I feel something that tilts between a grin and a whee! and the impulse to bite my lip, to hold my breath, when I read new work by someone I know and love.
There is a sharp-focus moment when you see how the tiny cogs and wheels of a friend's creative practice click and gleam under a lush and knotty mantle of story. That quirky reference point, that character christened with a fine name tweezed from the world of people we know, that deep preoccupation seldom voiced -- it all leads me to a lucky double understanding of the person I care about and the person I read.
Even better is losing that awareness in an almost narcotic drift, in the moment you stop noticing things and start swaying with the story's swells and eddies, its author virtually forgotten.

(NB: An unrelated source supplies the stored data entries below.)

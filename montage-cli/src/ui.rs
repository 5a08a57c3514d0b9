use comfy_table::{presets::UTF8_FULL, Attribute, Cell, Color, Table};
use indicatif::{MultiProgress, ProgressBar, ProgressStyle};
use montage_core::format_file_size;
use owo_colors::OwoColorize;
use std::time::Duration;

use crate::cache::CachedMedia;

pub fn print_banner() {
    println!();
    println!("{}", "  Montage  ".bold());
    println!("{}", "  collaborative slideshow media pipeline  ".dimmed());
    println!();
}

pub fn create_spinner(message: &str) -> ProgressBar {
    let pb = ProgressBar::new_spinner();
    pb.set_style(
        ProgressStyle::default_spinner()
            .tick_chars("⠋⠙⠹⠸⠼⠴⠦⠧⠇⠏ ")
            .template("{spinner:.blue} {msg}")
            .unwrap(),
    );
    pb.set_message(message.to_string());
    pb.enable_steady_tick(Duration::from_millis(80));
    pb
}

pub fn create_task_bar(mp: &MultiProgress, file_name: &str, total: u64) -> ProgressBar {
    let pb = mp.add(ProgressBar::new(total));
    pb.set_style(
        ProgressStyle::default_bar()
            .template("{spinner:.green} {msg:24!} [{bar:32.cyan/blue}] {bytes}/{total_bytes} ({eta})")
            .unwrap()
            .progress_chars("#>-"),
    );
    pb.set_message(file_name.to_string());
    pb
}

pub fn print_success(message: &str) {
    println!("✅ {}", message.green());
}

pub fn print_error(message: &str) {
    eprintln!("❌ {}", message.red());
}

pub fn print_media_table(entries: &[CachedMedia]) {
    let mut table = Table::new();
    table.load_preset(UTF8_FULL);
    table.set_content_arrangement(comfy_table::ContentArrangement::Dynamic);

    table.set_header(vec![
        Cell::new("File").add_attribute(Attribute::Bold).fg(Color::Cyan),
        Cell::new("Type").add_attribute(Attribute::Bold).fg(Color::Magenta),
        Cell::new("Size").add_attribute(Attribute::Bold).fg(Color::Green),
        Cell::new("Chapter").add_attribute(Attribute::Bold).fg(Color::Yellow),
        Cell::new("Record").add_attribute(Attribute::Bold),
        Cell::new("URL").add_attribute(Attribute::Bold),
    ]);

    for entry in entries {
        table.add_row(vec![
            Cell::new(&entry.file_name),
            Cell::new(&entry.file_type),
            Cell::new(format_file_size(entry.file_size)),
            Cell::new(entry.chapter.as_deref().unwrap_or("-")),
            Cell::new(entry.record_id.as_deref().unwrap_or("-")),
            Cell::new(&entry.url),
        ]);
    }

    println!("{table}");
}
use std::pin::Pin;
use std::sync::atomic::{AtomicU64, Ordering};
use std::sync::{Arc, Mutex};
use std::task::{Context, Poll};
use std::time::{Duration, Instant};

use bytes::Bytes;
use futures::Stream;
use pin_project_lite::pin_project;

/// Snapshot emitted whenever a task's transfer advances.
#[derive(Debug, Clone, Copy)]
pub struct ProgressUpdate {
    pub bytes_sent: u64,
    pub total_bytes: u64,
    /// Percentage in [0, 100].
    pub percent: f64,
    /// Bytes per second since the task started.
    pub speed: f64,
    /// Estimated seconds remaining, unknown while speed is zero.
    pub eta: Option<f64>,
}

pub type ProgressCallback = Arc<dyn Fn(ProgressUpdate) + Send + Sync>;

/// Tracks bytes on the wire for one task. Speed is bytes transferred
/// over wall-clock time since the task started; ETA is remaining bytes
/// over current speed.
pub struct ProgressTracker {
    total_bytes: u64,
    bytes_sent: AtomicU64,
    started: Instant,
    last_emit: Mutex<Option<Instant>>,
    emit_interval: Duration,
    callback: Option<ProgressCallback>,
}

impl ProgressTracker {
    pub fn new(total_bytes: u64) -> Self {
        Self {
            total_bytes,
            bytes_sent: AtomicU64::new(0),
            started: Instant::now(),
            last_emit: Mutex::new(None),
            emit_interval: Duration::from_millis(100),
            callback: None,
        }
    }

    pub fn with_callback(mut self, callback: ProgressCallback) -> Self {
        self.callback = Some(callback);
        self
    }

    /// Account for `n` more bytes on the wire.
    pub fn record(&self, n: u64) {
        let sent = self.bytes_sent.fetch_add(n, Ordering::Relaxed) + n;
        self.emit(sent, sent >= self.total_bytes);
    }

    /// Jump the transferred counter to an absolute position. Used by
    /// the chunked path, which advances once per acknowledged chunk.
    pub fn advance_to(&self, position: u64) {
        self.bytes_sent.store(position, Ordering::Relaxed);
        self.emit(position, true);
    }

    pub fn snapshot(&self) -> ProgressUpdate {
        self.build_update(self.bytes_sent.load(Ordering::Relaxed))
    }

    fn emit(&self, sent: u64, force: bool) {
        let Some(callback) = &self.callback else {
            return;
        };

        if !force {
            let mut last = match self.last_emit.lock() {
                Ok(guard) => guard,
                Err(_) => return,
            };
            let now = Instant::now();
            match *last {
                Some(prev) if now.duration_since(prev) < self.emit_interval => return,
                _ => *last = Some(now),
            }
        }

        callback(self.build_update(sent));
    }

    fn build_update(&self, sent: u64) -> ProgressUpdate {
        let percent = if self.total_bytes == 0 {
            100.0
        } else {
            ((sent as f64 / self.total_bytes as f64) * 100.0).min(100.0)
        };
        let elapsed = self.started.elapsed().as_secs_f64();
        let speed = if elapsed > 0.0 {
            sent as f64 / elapsed
        } else {
            0.0
        };
        let remaining = self.total_bytes.saturating_sub(sent);
        let eta = if speed > 0.0 {
            Some(remaining as f64 / speed)
        } else {
            None
        };

        ProgressUpdate {
            bytes_sent: sent,
            total_bytes: self.total_bytes,
            percent,
            speed,
            eta,
        }
    }
}

pin_project! {
    /// Counts the bytes a request body actually hands to the
    /// transport, so reported progress reflects real wire traffic.
    pub struct ProgressStream<S> {
        #[pin]
        inner: S,
        tracker: Arc<ProgressTracker>,
    }
}

impl<S> ProgressStream<S> {
    pub fn new(inner: S, tracker: Arc<ProgressTracker>) -> Self {
        Self { inner, tracker }
    }
}

impl<S> Stream for ProgressStream<S>
where
    S: Stream<Item = std::io::Result<Bytes>>,
{
    type Item = std::io::Result<Bytes>;

    fn poll_next(self: Pin<&mut Self>, cx: &mut Context<'_>) -> Poll<Option<Self::Item>> {
        let this = self.project();
        match this.inner.poll_next(cx) {
            Poll::Ready(Some(Ok(chunk))) => {
                if !chunk.is_empty() {
                    this.tracker.record(chunk.len() as u64);
                }
                Poll::Ready(Some(Ok(chunk)))
            }
            other => other,
        }
    }
}
#![allow(dead_code)]

use std::sync::atomic::{AtomicUsize, Ordering};
use std::sync::{Arc, Mutex};

use async_trait::async_trait;
use axum::body::Body;
use axum::http::{header, Request};
use axum::response::Response;
use axum::Router;
use bytes::Bytes;
use montage_core::{
    ChunkSession, HostedMedia, MediaHost, MediaKind, MediaRecord, MediaStore, MemorySessionStore,
    MontageError, Result, SessionStore, UploadOptions,
};
use montage_server::{build_router, ApiState};
use serde_json::Value;
use tower::ServiceExt;

// =======================================================================
// Stub collaborators
// =======================================================================

pub struct StubMediaHost {
    pub calls: AtomicUsize,
    pub fail: bool,
}

impl StubMediaHost {
    pub fn new() -> Self {
        Self {
            calls: AtomicUsize::new(0),
            fail: false,
        }
    }

    pub fn failing() -> Self {
        Self {
            calls: AtomicUsize::new(0),
            fail: true,
        }
    }
}

#[async_trait]
impl MediaHost for StubMediaHost {
    async fn upload(&self, data: Bytes, opts: UploadOptions) -> Result<HostedMedia> {
        self.calls.fetch_add(1, Ordering::SeqCst);
        if self.fail {
            return Err(MontageError::MediaHostError(
                "media host unavailable".to_string(),
            ));
        }
        let kind = MediaKind::from_mime(opts.mime_type.as_deref());
        Ok(HostedMedia {
            secure_url: format!("https://media.test/{}/{}", opts.folder, opts.public_id),
            public_id: format!("{}/{}", opts.folder, opts.public_id),
            bytes: data.len() as u64,
            kind,
            width: (kind == MediaKind::Image).then_some(1920),
            height: (kind == MediaKind::Image).then_some(1080),
            duration: (kind == MediaKind::Video).then_some(12.5),
        })
    }
}

pub struct StubMediaStore {
    pub fail: bool,
    pub rows: Mutex<Vec<MediaRecord>>,
    pub inserts: AtomicUsize,
}

impl StubMediaStore {
    pub fn new() -> Self {
        Self {
            fail: false,
            rows: Mutex::new(Vec::new()),
            inserts: AtomicUsize::new(0),
        }
    }

    pub fn failing() -> Self {
        Self {
            fail: true,
            rows: Mutex::new(Vec::new()),
            inserts: AtomicUsize::new(0),
        }
    }
}

#[async_trait]
impl MediaStore for StubMediaStore {
    async fn insert(&self, record: MediaRecord) -> Result<String> {
        self.inserts.fetch_add(1, Ordering::SeqCst);
        if self.fail {
            return Err(MontageError::Unknown("metadata store down".to_string()));
        }
        let mut rows = self.rows.lock().unwrap();
        rows.push(record);
        Ok(format!("rec-{}", rows.len()))
    }

    async fn delete(&self, _id: &str) -> Result<()> {
        Ok(())
    }

    async fn list_project(&self, project_id: &str) -> Result<Vec<MediaRecord>> {
        Ok(self
            .rows
            .lock()
            .unwrap()
            .iter()
            .filter(|r| r.project_id == project_id)
            .cloned()
            .collect())
    }
}

/// Delegates to the in-memory session store while recording how the
/// chunked phases were exercised.
pub struct CountingSessionStore {
    inner: MemorySessionStore,
    pub creates: AtomicUsize,
    pub chunk_indices: Mutex<Vec<u32>>,
}

impl CountingSessionStore {
    pub fn new() -> Self {
        Self {
            inner: MemorySessionStore::new(),
            creates: AtomicUsize::new(0),
            chunk_indices: Mutex::new(Vec::new()),
        }
    }
}

#[async_trait]
impl SessionStore for CountingSessionStore {
    async fn create(&self, session: ChunkSession) -> Result<()> {
        self.creates.fetch_add(1, Ordering::SeqCst);
        self.inner.create(session).await
    }

    async fn get(&self, session_id: &str) -> Result<Option<ChunkSession>> {
        self.inner.get(session_id).await
    }

    async fn put_chunk(&self, session_id: &str, index: u32, data: Bytes) -> Result<()> {
        self.chunk_indices.lock().unwrap().push(index);
        self.inner.put_chunk(session_id, index, data).await
    }

    async fn received_count(&self, session_id: &str) -> Result<u32> {
        self.inner.received_count(session_id).await
    }

    async fn assemble(&self, session_id: &str) -> Result<Bytes> {
        self.inner.assemble(session_id).await
    }

    async fn remove(&self, session_id: &str) -> Result<()> {
        self.inner.remove(session_id).await
    }
}

// =======================================================================
// Test environment
// =======================================================================

pub struct TestEnv {
    pub host: Arc<StubMediaHost>,
    pub store: Arc<StubMediaStore>,
    pub sessions: Arc<CountingSessionStore>,
    pub router: Router,
}

pub fn test_env() -> TestEnv {
    build_env(StubMediaHost::new(), StubMediaStore::new())
}

pub fn test_env_failing_store() -> TestEnv {
    build_env(StubMediaHost::new(), StubMediaStore::failing())
}

pub fn test_env_failing_host() -> TestEnv {
    build_env(StubMediaHost::failing(), StubMediaStore::new())
}

fn build_env(host: StubMediaHost, store: StubMediaStore) -> TestEnv {
    let host = Arc::new(host);
    let store = Arc::new(store);
    let sessions = Arc::new(CountingSessionStore::new());
    let state = ApiState {
        media_host: host.clone(),
        records: Some(store.clone()),
        sessions: sessions.clone(),
        folder_root: "montage".to_string(),
    };
    TestEnv {
        host,
        store,
        sessions,
        router: build_router(state),
    }
}

// =======================================================================
// Request plumbing
// =======================================================================

pub const BOUNDARY: &str = "montage-test-boundary";

#[derive(Default)]
pub struct MultipartBuilder {
    body: Vec<u8>,
}

impl MultipartBuilder {
    pub fn new() -> Self {
        Self::default()
    }

    pub fn text(mut self, name: &str, value: &str) -> Self {
        self.body.extend_from_slice(
            format!(
                "--{}\r\nContent-Disposition: form-data; name=\"{}\"\r\n\r\n{}\r\n",
                BOUNDARY, name, value
            )
            .as_bytes(),
        );
        self
    }

    pub fn file(mut self, name: &str, file_name: &str, mime_type: &str, data: &[u8]) -> Self {
        self.body.extend_from_slice(
            format!(
                "--{}\r\nContent-Disposition: form-data; name=\"{}\"; filename=\"{}\"\r\nContent-Type: {}\r\n\r\n",
                BOUNDARY, name, file_name, mime_type
            )
            .as_bytes(),
        );
        self.body.extend_from_slice(data);
        self.body.extend_from_slice(b"\r\n");
        self
    }

    pub fn finish(mut self) -> Vec<u8> {
        self.body
            .extend_from_slice(format!("--{}--\r\n", BOUNDARY).as_bytes());
        self.body
    }
}

pub fn multipart_content_type() -> String {
    format!("multipart/form-data; boundary={}", BOUNDARY)
}

pub fn post_multipart(uri: &str, body: Vec<u8>) -> Request<Body> {
    Request::builder()
        .method("POST")
        .uri(uri)
        .header(header::CONTENT_TYPE, multipart_content_type())
        .body(Body::from(body))
        .unwrap()
}

pub fn post_json(uri: &str, body: Value) -> Request<Body> {
    Request::builder()
        .method("POST")
        .uri(uri)
        .header(header::CONTENT_TYPE, "application/json")
        .body(Body::from(body.to_string()))
        .unwrap()
}

pub async fn call(router: &Router, request: Request<Body>) -> Response {
    router.clone().oneshot(request).await.unwrap()
}

pub async fn body_json(response: Response) -> Value {
    let bytes = axum::body::to_bytes(response.into_body(), usize::MAX)
        .await
        .unwrap();
    if bytes.is_empty() {
        Value::Null
    } else {
        serde_json::from_slice(&bytes).unwrap_or(Value::Null)
    }
}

That same perfect drift has caught me when the stage strips my actor friends of their identities and captures my trust, when my daughter became a role so thoroughly I forgot she was my own girl.
I know people who can dream up an idea and work for years to see it through to its material form, to become the art I see in front of me. I know a woman who can show you how to build a boat and a man who will plate elegantly the food he has found in the woods in an afternoon, men and women who can right wrongs, heal hearts and lungs, make spaces that lift my spirits, people who soothe patients in various kinds of pain. Each is an author, each act depends on a kind of narrative and is thoughtful and creative and precious. Each invites me to consider, widely, authorship and agency. What am I writing?